How to complete this task: Produce an exact transcript of all the records.

Saved entries:
+---+

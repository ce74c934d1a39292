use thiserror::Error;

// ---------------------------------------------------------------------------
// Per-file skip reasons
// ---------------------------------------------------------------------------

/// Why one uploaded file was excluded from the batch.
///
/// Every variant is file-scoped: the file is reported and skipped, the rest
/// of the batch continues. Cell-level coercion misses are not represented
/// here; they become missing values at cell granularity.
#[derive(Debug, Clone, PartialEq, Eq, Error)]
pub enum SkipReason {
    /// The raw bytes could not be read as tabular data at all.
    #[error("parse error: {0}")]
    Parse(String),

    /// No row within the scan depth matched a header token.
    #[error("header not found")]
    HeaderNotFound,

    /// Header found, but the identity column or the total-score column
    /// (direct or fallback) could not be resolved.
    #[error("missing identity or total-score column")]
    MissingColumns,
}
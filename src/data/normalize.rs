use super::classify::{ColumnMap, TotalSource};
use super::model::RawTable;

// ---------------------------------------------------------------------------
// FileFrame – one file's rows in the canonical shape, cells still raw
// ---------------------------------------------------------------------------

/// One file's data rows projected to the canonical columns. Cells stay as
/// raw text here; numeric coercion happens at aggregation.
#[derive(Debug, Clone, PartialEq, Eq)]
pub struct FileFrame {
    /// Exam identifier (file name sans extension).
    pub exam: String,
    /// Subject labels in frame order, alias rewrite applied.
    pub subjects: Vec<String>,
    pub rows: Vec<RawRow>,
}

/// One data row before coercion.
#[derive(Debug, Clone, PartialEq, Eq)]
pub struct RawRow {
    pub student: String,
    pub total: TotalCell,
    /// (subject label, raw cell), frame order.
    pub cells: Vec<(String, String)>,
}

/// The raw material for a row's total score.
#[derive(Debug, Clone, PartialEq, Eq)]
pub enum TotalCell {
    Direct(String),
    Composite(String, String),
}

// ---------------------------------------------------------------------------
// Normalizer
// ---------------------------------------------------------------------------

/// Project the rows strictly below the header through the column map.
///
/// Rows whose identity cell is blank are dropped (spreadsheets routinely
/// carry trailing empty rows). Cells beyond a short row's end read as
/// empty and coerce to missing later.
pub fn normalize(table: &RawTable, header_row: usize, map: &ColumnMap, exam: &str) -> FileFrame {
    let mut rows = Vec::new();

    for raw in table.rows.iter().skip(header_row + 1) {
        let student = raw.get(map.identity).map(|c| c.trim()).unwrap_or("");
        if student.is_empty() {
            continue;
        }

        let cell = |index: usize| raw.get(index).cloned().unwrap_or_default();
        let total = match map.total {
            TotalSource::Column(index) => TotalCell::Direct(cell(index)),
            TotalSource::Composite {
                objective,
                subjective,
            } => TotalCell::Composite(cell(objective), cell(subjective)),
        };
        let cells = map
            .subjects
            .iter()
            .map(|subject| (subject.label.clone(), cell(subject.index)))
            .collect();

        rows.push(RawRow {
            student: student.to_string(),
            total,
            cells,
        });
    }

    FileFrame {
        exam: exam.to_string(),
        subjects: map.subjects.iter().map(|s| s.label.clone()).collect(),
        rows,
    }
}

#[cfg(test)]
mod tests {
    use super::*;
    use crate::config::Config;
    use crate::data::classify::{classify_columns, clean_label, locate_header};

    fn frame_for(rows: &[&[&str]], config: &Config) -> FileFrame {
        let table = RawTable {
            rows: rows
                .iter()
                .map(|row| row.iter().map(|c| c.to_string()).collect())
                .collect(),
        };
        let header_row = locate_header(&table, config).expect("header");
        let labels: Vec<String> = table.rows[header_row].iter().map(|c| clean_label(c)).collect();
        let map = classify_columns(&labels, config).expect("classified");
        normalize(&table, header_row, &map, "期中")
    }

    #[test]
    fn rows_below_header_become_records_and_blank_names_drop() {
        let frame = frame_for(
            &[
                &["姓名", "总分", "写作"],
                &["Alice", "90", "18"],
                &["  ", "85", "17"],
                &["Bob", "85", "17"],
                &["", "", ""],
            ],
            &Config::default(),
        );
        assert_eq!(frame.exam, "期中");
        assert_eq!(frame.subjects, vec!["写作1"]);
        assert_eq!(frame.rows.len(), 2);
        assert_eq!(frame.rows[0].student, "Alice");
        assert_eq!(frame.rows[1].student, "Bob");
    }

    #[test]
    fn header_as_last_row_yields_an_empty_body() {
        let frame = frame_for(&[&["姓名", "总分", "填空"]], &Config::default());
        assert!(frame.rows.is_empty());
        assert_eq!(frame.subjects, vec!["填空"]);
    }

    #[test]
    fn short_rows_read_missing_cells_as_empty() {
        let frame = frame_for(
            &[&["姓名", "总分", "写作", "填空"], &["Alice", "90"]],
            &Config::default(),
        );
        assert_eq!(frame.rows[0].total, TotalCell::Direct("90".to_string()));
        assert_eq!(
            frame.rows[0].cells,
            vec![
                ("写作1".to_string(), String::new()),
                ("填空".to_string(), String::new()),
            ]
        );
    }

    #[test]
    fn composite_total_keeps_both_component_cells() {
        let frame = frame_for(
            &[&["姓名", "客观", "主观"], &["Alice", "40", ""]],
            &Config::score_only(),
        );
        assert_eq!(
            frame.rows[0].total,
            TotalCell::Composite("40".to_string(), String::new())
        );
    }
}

+---+

Exercise solution:
repository ce74c934d1a39292
use thiserror::Error;

// ---------------------------------------------------------------------------
// Per-file skip reasons
// ---------------------------------------------------------------------------

/// Why one uploaded file was excluded from the batch.
///
/// Every variant is file-scoped: the file is reported and skipped, the rest
/// of the batch continues. Cell-level coercion misses are not represented
/// here; they become missing values at cell granularity.
#[derive(Debug, Clone, PartialEq, Eq, Error)]
pub enum SkipReason {
    /// The raw bytes could not be read as tabular data at all.
    #[error("parse error: {0}")]
    Parse(String),

    /// No row within the scan depth matched a header token.
    #[error("header not found")]
    HeaderNotFound,

    /// Header found, but the identity column or the total-score column
    /// (direct or fallback) could not be resolved.
    #[error("missing identity or total-score column")]
    MissingColumns,
}
filename src/data/normalize.rs
use super::classify::{ColumnMap, TotalSource};
use super::model::RawTable;

// ---------------------------------------------------------------------------
// FileFrame – one file's rows in the canonical shape, cells still raw
// ---------------------------------------------------------------------------

/// One file's data rows projected to the canonical columns. Cells stay as
/// raw text here; numeric coercion happens at aggregation.
#[derive(Debug, Clone, PartialEq, Eq)]
pub struct FileFrame {
    /// Exam identifier (file name sans extension).
    pub exam: String,
    /// Subject labels in frame order, alias rewrite applied.
    pub subjects: Vec<String>,
    pub rows: Vec<RawRow>,
}

/// One data row before coercion.
#[derive(Debug, Clone, PartialEq, Eq)]
pub struct RawRow {
    pub student: String,
    pub total: TotalCell,
    /// (subject label, raw cell), frame order.
    pub cells: Vec<(String, String)>,
}

/// The raw material for a row's total score.
#[derive(Debug, Clone, PartialEq, Eq)]
pub enum TotalCell {
    Direct(String),
    Composite(String, String),
}

// ---------------------------------------------------------------------------
// Normalizer
// ---------------------------------------------------------------------------

/// Project the rows strictly below the header through the column map.
///
/// Rows whose identity cell is blank are dropped (spreadsheets routinely
/// carry trailing empty rows). Cells beyond a short row's end read as
/// empty and coerce to missing later.
pub fn normalize(table: &RawTable, header_row: usize, map: &ColumnMap, exam: &str) -> FileFrame {
    let mut rows = Vec::new();

    for raw in table.rows.iter().skip(header_row + 1) {
        let student = raw.get(map.identity).map(|c| c.trim()).unwrap_or("");
        if student.is_empty() {
            continue;
        }

        let cell = |index: usize| raw.get(index).cloned().unwrap_or_default();
        let total = match map.total {
            TotalSource::Column(index) => TotalCell::Direct(cell(index)),
            TotalSource::Composite {
                objective,
                subjective,
            } => TotalCell::Composite(cell(objective), cell(subjective)),
        };
        let cells = map
            .subjects
            .iter()
            .map(|subject| (subject.label.clone(), cell(subject.index)))
            .collect();

        rows.push(RawRow {
            student: student.to_string(),
            total,
            cells,
        });
    }

    FileFrame {
        exam: exam.to_string(),
        subjects: map.subjects.iter().map(|s| s.label.clone()).collect(),
        rows,
    }
}

#[cfg(test)]
mod tests {
    use super::*;
    use crate::config::Config;
    use crate::data::classify::{classify_columns, clean_label, locate_header};

    fn frame_for(rows: &[&[&str]], config: &Config) -> FileFrame {
        let table = RawTable {
            rows: rows
                .iter()
                .map(|row| row.iter().map(|c| c.to_string()).collect())
                .collect(),
        };
        let header_row = locate_header(&table, config).expect("header");
        let labels: Vec<String> = table.rows[header_row].iter().map(|c| clean_label(c)).collect();
        let map = classify_columns(&labels, config).expect("classified");
        normalize(&table, header_row, &map, "期中")
    }

    #[test]
    fn rows_below_header_become_records_and_blank_names_drop() {
        let frame = frame_for(
            &[
                &["姓名", "总分", "写作"],
                &["Alice", "90", "18"],
                &["  ", "85", "17"],
                &["Bob", "85", "17"],
                &["", "", ""],
            ],
            &Config::default(),
        );
        assert_eq!(frame.exam, "期中");
        assert_eq!(frame.subjects, vec!["写作1"]);
        assert_eq!(frame.rows.len(), 2);
        assert_eq!(frame.rows[0].student, "Alice");
        assert_eq!(frame.rows[1].student, "Bob");
    }

    #[test]
    fn header_as_last_row_yields_an_empty_body() {
        let frame = frame_for(&[&["姓名", "总分", "填空"]], &Config::default());
        assert!(frame.rows.is_empty());
        assert_eq!(frame.subjects, vec!["填空"]);
    }

    #[test]
    fn short_rows_read_missing_cells_as_empty() {
        let frame = frame_for(
            &[&["姓名", "总分", "写作", "填空"], &["Alice", "90"]],
            &Config::default(),
        );
        assert_eq!(frame.rows[0].total, TotalCell::Direct("90".to_string()));
        assert_eq!(
            frame.rows[0].cells,
            vec![
                ("写作1".to_string(), String::new()),
                ("填空".to_string(), String::new()),
            ]
        );
    }

    #[test]
    fn composite_total_keeps_both_component_cells() {
        let frame = frame_for(
            &[&["姓名", "客观", "主观"], &["Alice", "40", ""]],
            &Config::score_only(),
        );
        assert_eq!(
            frame.rows[0].total,
            TotalCell::Composite("40".to_string(), String::new())
        );
    }
}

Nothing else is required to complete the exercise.